Instructions for the task: In the material below, some lines may hold the word "Returns"; state how many do, giving only the number.

Data in this exercise:
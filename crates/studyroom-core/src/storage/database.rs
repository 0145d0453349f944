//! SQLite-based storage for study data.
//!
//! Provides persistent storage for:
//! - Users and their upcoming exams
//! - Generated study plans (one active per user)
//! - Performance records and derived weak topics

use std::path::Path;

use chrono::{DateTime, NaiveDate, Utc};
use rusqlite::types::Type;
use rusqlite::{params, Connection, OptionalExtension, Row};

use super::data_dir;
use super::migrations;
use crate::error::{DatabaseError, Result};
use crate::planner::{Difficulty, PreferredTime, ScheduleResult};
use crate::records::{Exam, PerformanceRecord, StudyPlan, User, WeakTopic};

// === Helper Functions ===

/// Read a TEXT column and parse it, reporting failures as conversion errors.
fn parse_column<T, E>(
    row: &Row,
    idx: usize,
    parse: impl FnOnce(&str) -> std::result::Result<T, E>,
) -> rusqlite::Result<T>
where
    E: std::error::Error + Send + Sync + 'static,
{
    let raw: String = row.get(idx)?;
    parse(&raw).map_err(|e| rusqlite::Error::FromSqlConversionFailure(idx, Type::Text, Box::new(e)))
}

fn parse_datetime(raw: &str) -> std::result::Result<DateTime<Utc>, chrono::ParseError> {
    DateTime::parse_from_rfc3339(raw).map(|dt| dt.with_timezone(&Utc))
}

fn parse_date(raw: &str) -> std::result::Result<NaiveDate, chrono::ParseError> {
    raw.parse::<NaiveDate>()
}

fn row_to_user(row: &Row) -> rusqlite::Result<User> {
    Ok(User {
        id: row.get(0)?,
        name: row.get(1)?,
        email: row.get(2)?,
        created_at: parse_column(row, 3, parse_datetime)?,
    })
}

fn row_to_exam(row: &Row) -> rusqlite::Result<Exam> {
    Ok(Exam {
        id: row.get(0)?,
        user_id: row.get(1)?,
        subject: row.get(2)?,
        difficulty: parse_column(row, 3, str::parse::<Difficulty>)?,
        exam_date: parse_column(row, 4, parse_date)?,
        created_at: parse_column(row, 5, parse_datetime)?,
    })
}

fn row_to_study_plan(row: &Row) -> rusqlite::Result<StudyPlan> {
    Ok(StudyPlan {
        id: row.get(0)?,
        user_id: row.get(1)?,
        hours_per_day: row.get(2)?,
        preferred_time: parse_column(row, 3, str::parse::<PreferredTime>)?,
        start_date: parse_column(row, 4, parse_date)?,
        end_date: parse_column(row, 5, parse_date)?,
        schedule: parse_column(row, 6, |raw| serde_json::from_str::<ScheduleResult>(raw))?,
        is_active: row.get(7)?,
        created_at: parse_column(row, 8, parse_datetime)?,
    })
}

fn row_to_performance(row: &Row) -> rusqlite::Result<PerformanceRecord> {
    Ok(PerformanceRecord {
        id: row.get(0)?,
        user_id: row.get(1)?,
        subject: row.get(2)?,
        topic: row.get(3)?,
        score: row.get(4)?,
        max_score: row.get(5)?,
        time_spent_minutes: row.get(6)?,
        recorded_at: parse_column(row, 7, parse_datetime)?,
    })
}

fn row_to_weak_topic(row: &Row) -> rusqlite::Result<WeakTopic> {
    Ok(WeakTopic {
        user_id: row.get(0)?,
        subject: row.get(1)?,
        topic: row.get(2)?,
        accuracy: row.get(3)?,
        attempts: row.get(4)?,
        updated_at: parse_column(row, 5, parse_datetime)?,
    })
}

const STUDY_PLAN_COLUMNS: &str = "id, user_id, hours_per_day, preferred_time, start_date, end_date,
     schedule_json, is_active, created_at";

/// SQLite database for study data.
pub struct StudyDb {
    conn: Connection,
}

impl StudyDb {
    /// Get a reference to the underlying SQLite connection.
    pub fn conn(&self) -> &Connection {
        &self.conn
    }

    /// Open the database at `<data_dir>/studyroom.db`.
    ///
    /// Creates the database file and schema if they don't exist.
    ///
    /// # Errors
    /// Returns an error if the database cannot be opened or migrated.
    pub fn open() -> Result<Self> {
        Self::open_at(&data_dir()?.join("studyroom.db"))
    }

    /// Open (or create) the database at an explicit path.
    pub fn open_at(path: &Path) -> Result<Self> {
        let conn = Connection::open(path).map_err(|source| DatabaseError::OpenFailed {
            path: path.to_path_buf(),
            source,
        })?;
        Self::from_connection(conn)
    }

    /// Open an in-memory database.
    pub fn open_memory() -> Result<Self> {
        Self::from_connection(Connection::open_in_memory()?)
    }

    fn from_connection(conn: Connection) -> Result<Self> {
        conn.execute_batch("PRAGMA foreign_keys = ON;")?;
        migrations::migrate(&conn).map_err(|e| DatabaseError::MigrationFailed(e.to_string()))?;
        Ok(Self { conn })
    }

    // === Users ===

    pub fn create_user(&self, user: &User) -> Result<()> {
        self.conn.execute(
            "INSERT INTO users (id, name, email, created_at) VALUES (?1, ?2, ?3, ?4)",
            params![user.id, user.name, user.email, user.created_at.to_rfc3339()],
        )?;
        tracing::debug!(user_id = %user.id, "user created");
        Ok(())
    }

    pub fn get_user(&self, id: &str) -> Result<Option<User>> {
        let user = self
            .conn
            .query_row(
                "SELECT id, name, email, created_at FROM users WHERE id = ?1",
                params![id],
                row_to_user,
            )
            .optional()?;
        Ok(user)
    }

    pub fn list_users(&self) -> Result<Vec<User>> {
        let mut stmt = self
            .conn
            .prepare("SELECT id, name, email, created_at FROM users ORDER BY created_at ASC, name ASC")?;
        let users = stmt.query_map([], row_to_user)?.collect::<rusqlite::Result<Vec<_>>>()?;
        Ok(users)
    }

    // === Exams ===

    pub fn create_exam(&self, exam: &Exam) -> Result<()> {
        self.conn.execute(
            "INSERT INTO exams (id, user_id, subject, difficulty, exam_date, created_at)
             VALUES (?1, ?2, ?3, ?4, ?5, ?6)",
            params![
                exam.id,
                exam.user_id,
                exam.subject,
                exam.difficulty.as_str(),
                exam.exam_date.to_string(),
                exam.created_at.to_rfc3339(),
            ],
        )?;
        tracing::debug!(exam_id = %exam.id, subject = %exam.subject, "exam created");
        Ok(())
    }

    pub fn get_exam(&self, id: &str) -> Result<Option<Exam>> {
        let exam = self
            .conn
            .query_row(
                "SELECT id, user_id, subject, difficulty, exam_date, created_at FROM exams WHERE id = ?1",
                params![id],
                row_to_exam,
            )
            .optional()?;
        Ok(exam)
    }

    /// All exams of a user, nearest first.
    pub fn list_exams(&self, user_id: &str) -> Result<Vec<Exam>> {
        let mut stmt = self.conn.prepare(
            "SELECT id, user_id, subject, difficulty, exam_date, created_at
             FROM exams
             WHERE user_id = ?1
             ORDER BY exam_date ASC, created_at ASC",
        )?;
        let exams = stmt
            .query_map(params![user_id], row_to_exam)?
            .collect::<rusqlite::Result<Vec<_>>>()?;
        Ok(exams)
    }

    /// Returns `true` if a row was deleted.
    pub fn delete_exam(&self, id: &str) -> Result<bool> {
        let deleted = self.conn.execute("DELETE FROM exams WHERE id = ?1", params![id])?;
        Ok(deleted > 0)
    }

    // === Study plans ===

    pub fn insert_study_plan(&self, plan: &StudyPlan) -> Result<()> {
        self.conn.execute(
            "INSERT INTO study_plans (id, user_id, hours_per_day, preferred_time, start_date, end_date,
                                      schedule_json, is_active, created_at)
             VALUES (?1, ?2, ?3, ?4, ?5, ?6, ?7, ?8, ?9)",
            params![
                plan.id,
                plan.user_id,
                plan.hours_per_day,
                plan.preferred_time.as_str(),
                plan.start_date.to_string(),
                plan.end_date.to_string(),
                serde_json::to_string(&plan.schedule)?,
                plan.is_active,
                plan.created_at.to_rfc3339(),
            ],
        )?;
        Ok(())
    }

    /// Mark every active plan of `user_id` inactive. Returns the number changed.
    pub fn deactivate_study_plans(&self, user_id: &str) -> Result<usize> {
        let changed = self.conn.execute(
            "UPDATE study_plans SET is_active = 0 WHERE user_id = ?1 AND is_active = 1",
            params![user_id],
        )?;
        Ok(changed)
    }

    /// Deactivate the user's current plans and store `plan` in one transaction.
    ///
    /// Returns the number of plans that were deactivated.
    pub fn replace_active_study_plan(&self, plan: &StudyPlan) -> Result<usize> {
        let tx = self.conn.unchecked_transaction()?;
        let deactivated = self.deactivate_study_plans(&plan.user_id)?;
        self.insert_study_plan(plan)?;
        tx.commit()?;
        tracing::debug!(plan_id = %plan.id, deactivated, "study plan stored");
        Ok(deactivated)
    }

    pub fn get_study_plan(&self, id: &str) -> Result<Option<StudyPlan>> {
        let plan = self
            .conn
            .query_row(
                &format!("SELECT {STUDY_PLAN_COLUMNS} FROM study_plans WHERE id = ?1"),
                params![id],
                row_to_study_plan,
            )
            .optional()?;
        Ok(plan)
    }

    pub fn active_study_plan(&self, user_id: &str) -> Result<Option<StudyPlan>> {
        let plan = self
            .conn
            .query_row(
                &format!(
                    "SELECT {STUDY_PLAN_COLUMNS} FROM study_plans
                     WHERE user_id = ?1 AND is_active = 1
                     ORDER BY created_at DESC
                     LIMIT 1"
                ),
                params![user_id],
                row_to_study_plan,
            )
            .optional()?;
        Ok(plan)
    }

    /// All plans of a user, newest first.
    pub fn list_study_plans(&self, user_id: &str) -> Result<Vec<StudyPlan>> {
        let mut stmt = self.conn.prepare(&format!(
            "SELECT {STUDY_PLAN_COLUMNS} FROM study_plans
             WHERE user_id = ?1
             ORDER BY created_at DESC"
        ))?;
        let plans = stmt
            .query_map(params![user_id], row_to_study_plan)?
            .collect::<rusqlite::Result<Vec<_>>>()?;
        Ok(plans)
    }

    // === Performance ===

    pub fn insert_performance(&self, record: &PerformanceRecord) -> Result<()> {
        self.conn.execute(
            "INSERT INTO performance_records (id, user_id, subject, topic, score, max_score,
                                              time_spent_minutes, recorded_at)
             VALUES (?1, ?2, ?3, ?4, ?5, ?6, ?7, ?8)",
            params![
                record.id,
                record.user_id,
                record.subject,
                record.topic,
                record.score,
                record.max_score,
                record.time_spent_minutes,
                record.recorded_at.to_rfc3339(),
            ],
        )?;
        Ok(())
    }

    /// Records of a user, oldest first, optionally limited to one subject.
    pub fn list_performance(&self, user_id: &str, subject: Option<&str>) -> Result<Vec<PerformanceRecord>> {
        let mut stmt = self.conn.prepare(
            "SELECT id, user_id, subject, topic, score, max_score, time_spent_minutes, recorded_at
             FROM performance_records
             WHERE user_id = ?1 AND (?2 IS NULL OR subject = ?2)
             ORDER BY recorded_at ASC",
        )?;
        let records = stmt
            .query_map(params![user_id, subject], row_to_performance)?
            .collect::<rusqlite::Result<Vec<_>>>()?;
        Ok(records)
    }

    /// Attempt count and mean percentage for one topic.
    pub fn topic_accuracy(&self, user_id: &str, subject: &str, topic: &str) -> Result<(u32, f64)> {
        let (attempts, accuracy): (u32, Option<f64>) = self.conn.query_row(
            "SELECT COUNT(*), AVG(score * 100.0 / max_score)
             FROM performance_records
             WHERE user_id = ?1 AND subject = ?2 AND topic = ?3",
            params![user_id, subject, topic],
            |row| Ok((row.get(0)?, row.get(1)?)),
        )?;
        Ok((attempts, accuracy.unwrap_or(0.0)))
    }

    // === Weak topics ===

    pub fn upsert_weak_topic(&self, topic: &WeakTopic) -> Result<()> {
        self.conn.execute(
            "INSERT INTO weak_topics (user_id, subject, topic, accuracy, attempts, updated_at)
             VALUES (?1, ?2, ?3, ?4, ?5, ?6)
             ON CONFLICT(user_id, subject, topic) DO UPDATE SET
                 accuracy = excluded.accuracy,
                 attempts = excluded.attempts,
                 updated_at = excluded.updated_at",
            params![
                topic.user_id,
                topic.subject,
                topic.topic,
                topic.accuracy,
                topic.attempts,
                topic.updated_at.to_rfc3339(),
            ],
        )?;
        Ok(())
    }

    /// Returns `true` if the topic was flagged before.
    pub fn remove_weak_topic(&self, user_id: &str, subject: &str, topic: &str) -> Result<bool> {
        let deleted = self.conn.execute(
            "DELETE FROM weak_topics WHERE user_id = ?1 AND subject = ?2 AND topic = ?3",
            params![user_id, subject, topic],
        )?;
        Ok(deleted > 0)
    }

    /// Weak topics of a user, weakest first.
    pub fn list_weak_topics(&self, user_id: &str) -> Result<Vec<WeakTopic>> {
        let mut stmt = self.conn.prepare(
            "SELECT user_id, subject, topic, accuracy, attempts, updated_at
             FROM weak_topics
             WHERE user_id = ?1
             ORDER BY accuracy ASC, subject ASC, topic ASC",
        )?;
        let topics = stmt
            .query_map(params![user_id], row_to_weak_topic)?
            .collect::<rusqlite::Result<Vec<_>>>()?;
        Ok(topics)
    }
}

Final answer: 5